The average price we received for our natural gas production for the year ended December 31, 2008 increased $1.44 per Mcf, or 22.1%, to $7.95 per Mcf from $6.51 per Mcf in 2007. The average price received for our oil production increased to $91.54 per Bbl from $68.12 per Bbl in 2007. The average price we received for our natural gas and oil production was negatively impacted by the significant decline in natural gas and oil prices experienced by the oil and gas industry in the fourth quarter of 2008. The average price received for our natural gas and oil production during the first nine months of 2008 was $9.09 per Mcf and $104.73 per Bbl, respectively, compared to the average price received for our natural gas and oil production during the fourth quarter of 2008 of $5.01 per Mcf and $51.92 per Bbl, respectively. Including the impact of derivative contract settlements, the effective average price received for natural gas for the year ended December 31, 2008 was $7.90 per Mcf compared to $7.18 per Mcf during 2007. Our oil derivative contract settlements decreased our effective price received for oil by $3.45 per Bbl to $88.09 per Bbl for the year ended December 31, 2008. For the year ended December 31, 2007, our oil derivative contract settlements had a minimal impact on our effective price received for oil, which was $68.10 per Bbl.

During the year ended December 31, 2008, the exploration and production segment reported a $211.4 million net gain on our commodity derivative contracts ($13.0 million realized loss and $224.4 million unrealized gain) compared to a $60.7 million net gain ($34.5 million realized gain and $26.2 million unrealized gain) in 2007. Unrealized gains or losses on derivative contracts represent the change in fair value of open derivative contracts during the period. The unrealized gain on natural gas and oil derivative contracts recorded during the year ended December 31, 2008 was attributable to a decrease in average natural gas and oil prices at December 31, 2008 compared to the average natural gas and oil prices at December 31, 2007 or the contract price for contracts entered into during 2008.

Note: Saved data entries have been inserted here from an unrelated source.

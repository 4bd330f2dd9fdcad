//! Shared test fixtures: an in-memory game server behind the `GameApi` trait.

#![allow(dead_code)]
#![allow(clippy::unwrap_used)]
#![allow(clippy::expect_used)]

use std::collections::{HashMap, HashSet, VecDeque};
use std::sync::{Arc, Mutex, MutexGuard};

use async_trait::async_trait;
use chrono::{DateTime, Utc};

use wordsmoke_client::api::{FetchOptions, GameApi};
use wordsmoke_client::dto::{
    ReportRequest, SubmitGuessRequest, SubmitVotesRequest, UpdateGameStatusRequest,
};
use wordsmoke_client::entities::{
    Game, GameStatus, Participant, ParticipantRole, Player, Round, RoundStage, RoundStatus,
    RoundSummary, Submission, SubmissionFeedback,
};
use wordsmoke_client::errors::ClientError;
use wordsmoke_client::services::{GameRoomModel, feedback};

pub const VIEWER: &str = "viewer";

// ─────────────────────────────────────────────────────────────────────────────
// Fixtures
// ─────────────────────────────────────────────────────────────────────────────

pub fn player(id: &str, name: &str) -> Player {
    Player {
        id: id.to_string(),
        display_name: name.to_string(),
        nickname: None,
        external_id: Some(format!("ext-{id}")),
        is_virtual: false,
    }
}

pub fn participant(player_id: &str, name: &str, score: i32) -> Participant {
    Participant {
        id: format!("part-{player_id}"),
        role: if player_id == VIEWER {
            ParticipantRole::Host
        } else {
            ParticipantRole::Player
        },
        score,
        joined_at: DateTime::<Utc>::default(),
        player: player(player_id, name),
    }
}

pub fn game(current_round_id: Option<&str>) -> Game {
    Game {
        id: "g1".to_string(),
        status: GameStatus::Active,
        join_code: "SMOKE1".to_string(),
        goal_length: 5,
        current_round_id: current_round_id.map(str::to_string),
        current_round_number: current_round_id.map(|_| 1),
        players_count: 3,
        participants: vec![
            participant(VIEWER, "Vera", 0),
            participant("p-ann", "ann", 0),
            participant("p-bob", "Bob", 0),
        ],
        invited_players: None,
        ended_at: None,
        winner_names: Vec::new(),
        winning_round_number: None,
        rounds: Vec::new(),
    }
}

pub fn round(id: &str, number: u32, status: RoundStatus, stage: RoundStage) -> Round {
    Round {
        id: id.to_string(),
        number,
        status,
        stage,
        submissions: Vec::new(),
        phrase_vote_count: 0,
        viewer_favorite_submission_id: None,
        viewer_least_favorite_submission_id: None,
    }
}

pub fn open_round(id: &str, number: u32) -> Round {
    round(id, number, RoundStatus::Open, RoundStage::WaitingSubmissions)
}

pub fn closed_round(id: &str, number: u32) -> Round {
    round(id, number, RoundStatus::Closed, RoundStage::Reveal)
}

pub fn submission(id: &str, player_id: &str, name: &str) -> Submission {
    Submission {
        id: id.to_string(),
        guess_word: None,
        phrase: None,
        player_id: player_id.to_string(),
        player_name: name.to_string(),
        player_is_virtual: None,
        marks: None,
        correct_guess: None,
        created_at: None,
        feedback: None,
        score_delta: None,
        voted: None,
    }
}

/// A revealed submission with marks computed against `goal`.
pub fn revealed(id: &str, player_id: &str, name: &str, guess: &str, goal: &str) -> Submission {
    let marks = feedback::marks(guess, goal);
    let correct = feedback::is_solved(&marks);
    Submission {
        guess_word: Some(guess.to_string()),
        phrase: Some(format!("{name} says {guess}")),
        marks: Some(marks.clone()),
        correct_guess: Some(correct),
        created_at: Some(DateTime::<Utc>::default()),
        feedback: Some(SubmissionFeedback {
            goal: Some(goal.to_string()),
            guess: Some(guess.to_string()),
            marks,
        }),
        ..submission(id, player_id, name)
    }
}

// ─────────────────────────────────────────────────────────────────────────────
// Fake server
// ─────────────────────────────────────────────────────────────────────────────

/// Server-side state the fake answers from. Tests mutate it between calls.
#[derive(Debug)]
pub struct ServerState {
    pub game: Game,
    pub rounds: HashMap<String, Round>,
    pub valid_words: HashSet<String>,

    pub game_errors: VecDeque<ClientError>,
    pub validate_errors: VecDeque<ClientError>,
    pub guess_errors: VecDeque<ClientError>,
    pub vote_errors: VecDeque<ClientError>,

    /// Close the round once a guess is submitted
    pub close_round_on_guess: bool,
    /// Move the round to `reveal` and record the vote ids when votes arrive
    pub reveal_on_vote: bool,

    pub game_fetches: usize,
    pub round_fetches: Vec<(String, bool)>,
    pub validated_words: Vec<String>,
    pub guesses: Vec<SubmitGuessRequest>,
    pub votes: Vec<SubmitVotesRequest>,
    pub status_updates: Vec<GameStatus>,
    pub reports: Vec<ReportRequest>,
}

#[derive(Debug, Clone)]
pub struct FakeGameApi {
    state: Arc<Mutex<ServerState>>,
}

impl FakeGameApi {
    pub fn new(game: Game) -> Self {
        Self {
            state: Arc::new(Mutex::new(ServerState {
                game,
                rounds: HashMap::new(),
                valid_words: ["smoke", "smile", "crane"]
                    .into_iter()
                    .map(str::to_string)
                    .collect(),
                game_errors: VecDeque::new(),
                validate_errors: VecDeque::new(),
                guess_errors: VecDeque::new(),
                vote_errors: VecDeque::new(),
                close_round_on_guess: false,
                reveal_on_vote: true,
                game_fetches: 0,
                round_fetches: Vec::new(),
                validated_words: Vec::new(),
                guesses: Vec::new(),
                votes: Vec::new(),
                status_updates: Vec::new(),
                reports: Vec::new(),
            })),
        }
    }

    pub fn state(&self) -> MutexGuard<'_, ServerState> {
        self.state.lock().unwrap()
    }

    /// Store a round and keep the game's round summaries in step with it.
    pub fn put_round(&self, round: Round) {
        let mut state = self.state();
        let summary = RoundSummary {
            id: round.id.clone(),
            number: round.number,
            status: round.status,
        };
        match state.game.rounds.iter_mut().find(|r| r.id == round.id) {
            Some(existing) => *existing = summary,
            None => state.game.rounds.push(summary),
        }
        state.rounds.insert(round.id.clone(), round);
    }

    pub fn set_current_round(&self, round_id: Option<&str>) {
        self.state().game.current_round_id = round_id.map(str::to_string);
    }

    pub fn api(&self) -> Arc<dyn GameApi> {
        Arc::new(self.clone())
    }

    /// Model for the viewer, starting from the server's current game.
    pub fn model(&self) -> GameRoomModel {
        let game = self.state().game.clone();
        GameRoomModel::new(self.api(), game, VIEWER)
    }
}

fn not_found(what: &str) -> ClientError {
    ClientError::Http {
        status: 404,
        message: format!("{what} not found."),
    }
}

#[async_trait]
impl GameApi for FakeGameApi {
    async fn fetch_game(&self, _game_id: &str) -> Result<Game, ClientError> {
        let mut state = self.state();
        state.game_fetches += 1;
        if let Some(err) = state.game_errors.pop_front() {
            return Err(err);
        }
        Ok(state.game.clone())
    }

    async fn fetch_round(
        &self,
        _game_id: &str,
        round_id: &str,
        options: FetchOptions,
    ) -> Result<Round, ClientError> {
        let mut state = self.state();
        state
            .round_fetches
            .push((round_id.to_string(), options.force_refresh));
        state
            .rounds
            .get(round_id)
            .cloned()
            .ok_or_else(|| not_found("Round"))
    }

    async fn submit_guess(
        &self,
        _game_id: &str,
        round_id: &str,
        request: &SubmitGuessRequest,
    ) -> Result<Submission, ClientError> {
        let mut state = self.state();
        state.guesses.push(request.clone());
        if let Some(err) = state.guess_errors.pop_front() {
            return Err(err);
        }

        let close = state.close_round_on_guess;
        let round = state
            .rounds
            .get_mut(round_id)
            .ok_or_else(|| not_found("Round"))?;
        let created = Submission {
            guess_word: Some(request.guess_word.clone()),
            phrase: Some(request.phrase.clone()),
            created_at: Some(DateTime::<Utc>::default()),
            ..submission(
                &format!("s-{}-{VIEWER}", round.id),
                VIEWER,
                "Vera",
            )
        };
        round.submissions.push(created.clone());
        if close {
            round.status = RoundStatus::Closed;
            round.stage = RoundStage::Reveal;
        }
        let status = round.status;
        if let Some(summary) = state.game.rounds.iter_mut().find(|r| r.id == round_id) {
            summary.status = status;
        }
        Ok(created)
    }

    async fn submit_votes(
        &self,
        _game_id: &str,
        round_id: &str,
        request: &SubmitVotesRequest,
    ) -> Result<Round, ClientError> {
        let mut state = self.state();
        state.votes.push(request.clone());
        if let Some(err) = state.vote_errors.pop_front() {
            return Err(err);
        }

        let reveal = state.reveal_on_vote;
        let round = state
            .rounds
            .get_mut(round_id)
            .ok_or_else(|| not_found("Round"))?;
        round.phrase_vote_count += 1;
        if reveal {
            round.stage = RoundStage::Reveal;
            round.viewer_favorite_submission_id = Some(request.favorite_submission_id.clone());
            round.viewer_least_favorite_submission_id =
                Some(request.least_favorite_submission_id.clone());
        }
        Ok(round.clone())
    }

    async fn validate_word(&self, word: &str) -> Result<bool, ClientError> {
        let mut state = self.state();
        state.validated_words.push(word.to_string());
        if let Some(err) = state.validate_errors.pop_front() {
            return Err(err);
        }
        Ok(state.valid_words.contains(word))
    }

    async fn update_game_status(
        &self,
        _game_id: &str,
        request: &UpdateGameStatusRequest,
    ) -> Result<Game, ClientError> {
        let mut state = self.state();
        state.status_updates.push(request.status);
        state.game.status = request.status;
        Ok(state.game.clone())
    }

    async fn submit_report(
        &self,
        _game_id: &str,
        request: &ReportRequest,
    ) -> Result<(), ClientError> {
        self.state().reports.push(request.clone());
        Ok(())
    }
}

For the year ended December 31, 2008, we had an operating loss of $1,263.2 million in our exploration and production segment compared to operating income of $198.9 million in 2007. The $433.8 million increase in exploration and production segment revenues and a $211.4 million net gain on our commodity derivative contracts, of which $224.4 million was unrealized, were offset by a full cost ceiling impairment of $1,855.0 million, a $52.8 million increase in production expenses and a $117.3 million increase in depreciation and depletion on natural gas and oil properties due to the increase in production. The 2008 full cost ceiling impairment was the result of the decline of the future value of our reserves due to the natural gas and oil prices at December 31, 2008 which offset the increase in overall estimated reserve quantities assigned to our properties. There was no ceiling impairment at December 31, 2007. See further discussion of production expense and depreciation and depletion — natural gas and oil properties at “Results of Operations — Consolidated.”

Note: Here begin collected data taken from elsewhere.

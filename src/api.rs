//! Game server API seam.
//!
//! [`GameApi`] is what the reconciler talks to; [`HttpGameApi`] is the
//! production implementation over `reqwest`. Tests substitute in-memory fakes.

use async_trait::async_trait;
use reqwest::{Method, RequestBuilder, Response};
use serde::de::DeserializeOwned;

use crate::config::Config;
use crate::dto::{
    ReportRequest, SubmitGuessRequest, SubmitVotesRequest, UpdateGameStatusRequest,
    ValidateWordRequest, ValidateWordResponse,
};
use crate::entities::{Game, Round, Submission};
use crate::errors::ClientError;

/// How loudly a round fetch should be logged.
#[derive(Debug, Clone, Copy, PartialEq, Eq, Default)]
pub enum LogStrategy {
    /// Log at `debug`, for user-visible fetches
    #[default]
    Verbose,
    /// Log at `trace`, for background cache fills
    Quiet,
}

/// Hints for `fetch_round`.
#[derive(Debug, Clone, Copy, PartialEq, Eq, Default)]
pub struct FetchOptions {
    /// Ask the server to bypass any response cache
    pub force_refresh: bool,
    pub log_strategy: LogStrategy,
}

impl FetchOptions {
    /// Options for a background completed-round fetch
    #[must_use]
    pub const fn background(force_refresh: bool) -> Self {
        Self {
            force_refresh,
            log_strategy: LogStrategy::Quiet,
        }
    }
}

/// Remote operations the client core depends on.
#[async_trait]
pub trait GameApi: Send + Sync {
    /// `GET /games/{gameId}`
    async fn fetch_game(&self, game_id: &str) -> Result<Game, ClientError>;

    /// `GET /games/{gameId}/rounds/{roundId}`
    async fn fetch_round(
        &self,
        game_id: &str,
        round_id: &str,
        options: FetchOptions,
    ) -> Result<Round, ClientError>;

    /// `POST /games/{gameId}/rounds/{roundId}/submissions`
    async fn submit_guess(
        &self,
        game_id: &str,
        round_id: &str,
        request: &SubmitGuessRequest,
    ) -> Result<Submission, ClientError>;

    /// `POST /games/{gameId}/rounds/{roundId}/votes`, answers with the updated round
    async fn submit_votes(
        &self,
        game_id: &str,
        round_id: &str,
        request: &SubmitVotesRequest,
    ) -> Result<Round, ClientError>;

    /// `POST /words/validate`
    async fn validate_word(&self, word: &str) -> Result<bool, ClientError>;

    /// `PATCH /games/{gameId}`
    async fn update_game_status(
        &self,
        game_id: &str,
        request: &UpdateGameStatusRequest,
    ) -> Result<Game, ClientError>;

    /// `POST /games/{gameId}/reports`
    async fn submit_report(&self, game_id: &str, request: &ReportRequest)
    -> Result<(), ClientError>;
}

/// `reqwest`-backed [`GameApi`].
#[derive(Debug, Clone)]
pub struct HttpGameApi {
    client: reqwest::Client,
    api_root: String,
    auth_token: Option<String>,
}

impl HttpGameApi {
    /// Build a client for the configured server.
    ///
    /// # Errors
    ///
    /// Returns an error if the underlying HTTP client cannot be constructed
    /// (e.g. the TLS backend fails to initialize).
    pub fn new(config: &Config) -> Result<Self, ClientError> {
        let client = reqwest::Client::builder()
            .timeout(config.request_timeout)
            .user_agent(concat!("wordsmoke-client/", env!("CARGO_PKG_VERSION")))
            .build()
            .map_err(|e| ClientError::Transport(format!("Failed to build HTTP client: {e}")))?;

        Ok(Self::with_client(
            client,
            config.api_root(),
            config.auth_token.clone(),
        ))
    }

    /// Wrap an existing `reqwest` client; `api_root` already includes `/api/v1`.
    #[must_use]
    pub fn with_client(
        client: reqwest::Client,
        api_root: impl Into<String>,
        auth_token: Option<String>,
    ) -> Self {
        Self {
            client,
            api_root: api_root.into().trim_end_matches('/').to_string(),
            auth_token,
        }
    }

    fn request(&self, method: Method, path: &str) -> RequestBuilder {
        let builder = self
            .client
            .request(method, format!("{}{path}", self.api_root));
        match &self.auth_token {
            Some(token) => builder.bearer_auth(token),
            None => builder,
        }
    }

    async fn send(builder: RequestBuilder) -> Result<Response, ClientError> {
        let response = builder.send().await?;
        let status = response.status();
        if status.is_success() {
            return Ok(response);
        }

        let body = response.text().await.unwrap_or_default();
        tracing::warn!(status = status.as_u16(), "Game server request failed");
        Err(ClientError::from_status(status.as_u16(), &body))
    }

    async fn decode<T: DeserializeOwned>(builder: RequestBuilder) -> Result<T, ClientError> {
        let response = Self::send(builder).await?;
        let bytes = response.bytes().await?;
        Ok(serde_json::from_slice(&bytes)?)
    }
}

fn game_path(game_id: &str) -> String {
    format!("/games/{}", urlencoding::encode(game_id))
}

fn round_path(game_id: &str, round_id: &str) -> String {
    format!(
        "{}/rounds/{}",
        game_path(game_id),
        urlencoding::encode(round_id)
    )
}

#[async_trait]
impl GameApi for HttpGameApi {
    async fn fetch_game(&self, game_id: &str) -> Result<Game, ClientError> {
        tracing::debug!(game_id, "Fetching game");
        Self::decode(self.request(Method::GET, &game_path(game_id))).await
    }

    async fn fetch_round(
        &self,
        game_id: &str,
        round_id: &str,
        options: FetchOptions,
    ) -> Result<Round, ClientError> {
        match options.log_strategy {
            LogStrategy::Verbose => tracing::debug!(
                game_id,
                round_id,
                force_refresh = options.force_refresh,
                "Fetching round"
            ),
            LogStrategy::Quiet => tracing::trace!(
                game_id,
                round_id,
                force_refresh = options.force_refresh,
                "Fetching round"
            ),
        }

        let mut builder = self.request(Method::GET, &round_path(game_id, round_id));
        if options.force_refresh {
            builder = builder
                .query(&[("forceRefresh", "true")])
                .header(reqwest::header::CACHE_CONTROL, "no-cache");
        }
        Self::decode(builder).await
    }

    async fn submit_guess(
        &self,
        game_id: &str,
        round_id: &str,
        request: &SubmitGuessRequest,
    ) -> Result<Submission, ClientError> {
        let path = format!("{}/submissions", round_path(game_id, round_id));
        Self::decode(self.request(Method::POST, &path).json(request)).await
    }

    async fn submit_votes(
        &self,
        game_id: &str,
        round_id: &str,
        request: &SubmitVotesRequest,
    ) -> Result<Round, ClientError> {
        let path = format!("{}/votes", round_path(game_id, round_id));
        Self::decode(self.request(Method::POST, &path).json(request)).await
    }

    async fn validate_word(&self, word: &str) -> Result<bool, ClientError> {
        let body = ValidateWordRequest {
            word: word.to_string(),
        };
        let verdict: ValidateWordResponse =
            Self::decode(self.request(Method::POST, "/words/validate").json(&body)).await?;
        Ok(verdict.valid)
    }

    async fn update_game_status(
        &self,
        game_id: &str,
        request: &UpdateGameStatusRequest,
    ) -> Result<Game, ClientError> {
        Self::decode(
            self.request(Method::PATCH, &game_path(game_id))
                .json(request),
        )
        .await
    }

    async fn submit_report(
        &self,
        game_id: &str,
        request: &ReportRequest,
    ) -> Result<(), ClientError> {
        let path = format!("{}/reports", game_path(game_id));
        Self::send(self.request(Method::POST, &path).json(request)).await?;
        Ok(())
    }
}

Drilling and Oil Field Services Segment

The financial results of our drilling and oil field services segment depend primarily on the demand for and price we can charge for our services. In addition to providing drilling services, our oil field services business also

 

48


Table of Contents
Index to Financial Statements

conducts operations that complement our drilling services such as providing pulling units, trucking, rental tools, location and road construction and roustabout services. On a consolidated basis, drilling and oil field service revenues earned and expenses incurred on performing services for third parties, including third party working interests in wells we operate, are included in drilling and services revenues and expenses while drilling and oil field service revenues earned and expenses incurred in performing services for our own account are eliminated in consolidation.

As of December 31, 2009, we owned 31 drilling rigs, through Lariat, of which 14 were idle and one was non-operational. As Lariat’s rigs are intended primarily to drill for our account, there is not a significant impact to our consolidated results of operations in having this number of rigs idle.

The table below presents information concerning rigs owned by Lariat:

 

     December 31,
         2009            2008    

Rigs working for SandRidge

   14    13

Rigs working for third parties

   2    3

Idle rigs

   14    12
         

Total operational

   30    28

Non-operational rigs

   1    3
         

Total rigs owned

   31    31
         

Until April 15, 2009, we indirectly owned, through Lariat and its partner Clayton Williams Energy, Inc. (“CWEI”), an additional 11 operational rigs through an investment in Larclay L.P. (“Larclay”). Although our ownership in Larclay afforded us access to Larclay’s operational rigs, we did not control Larclay, and, therefore, did not consolidate the results of its operations with ours. Only the activities of our wholly owned drilling and oil field services subsidiaries are included in the financial results of our drilling and oil field services segment. On April 15, 2009, Lariat completed an assignment to CWEI of Lariat’s 50% equity interest in Larclay pursuant to the terms of an Assignment and Assumption Agreement (the “Larclay Assignment”) entered into between Lariat and CWEI. Pursuant to the Larclay Assignment, Lariat assigned all of its right, title and interest in and to Larclay to CWEI effective as of April 15, 2009, and CWEI assumed all of the obligations and liabilities of Lariat relating to Larclay. We fully impaired our investment in and notes receivable due from Larclay at December 31, 2008. There were no additional losses on Larclay during the year ended December 31, 2009 or as a result of the Larclay Assignment.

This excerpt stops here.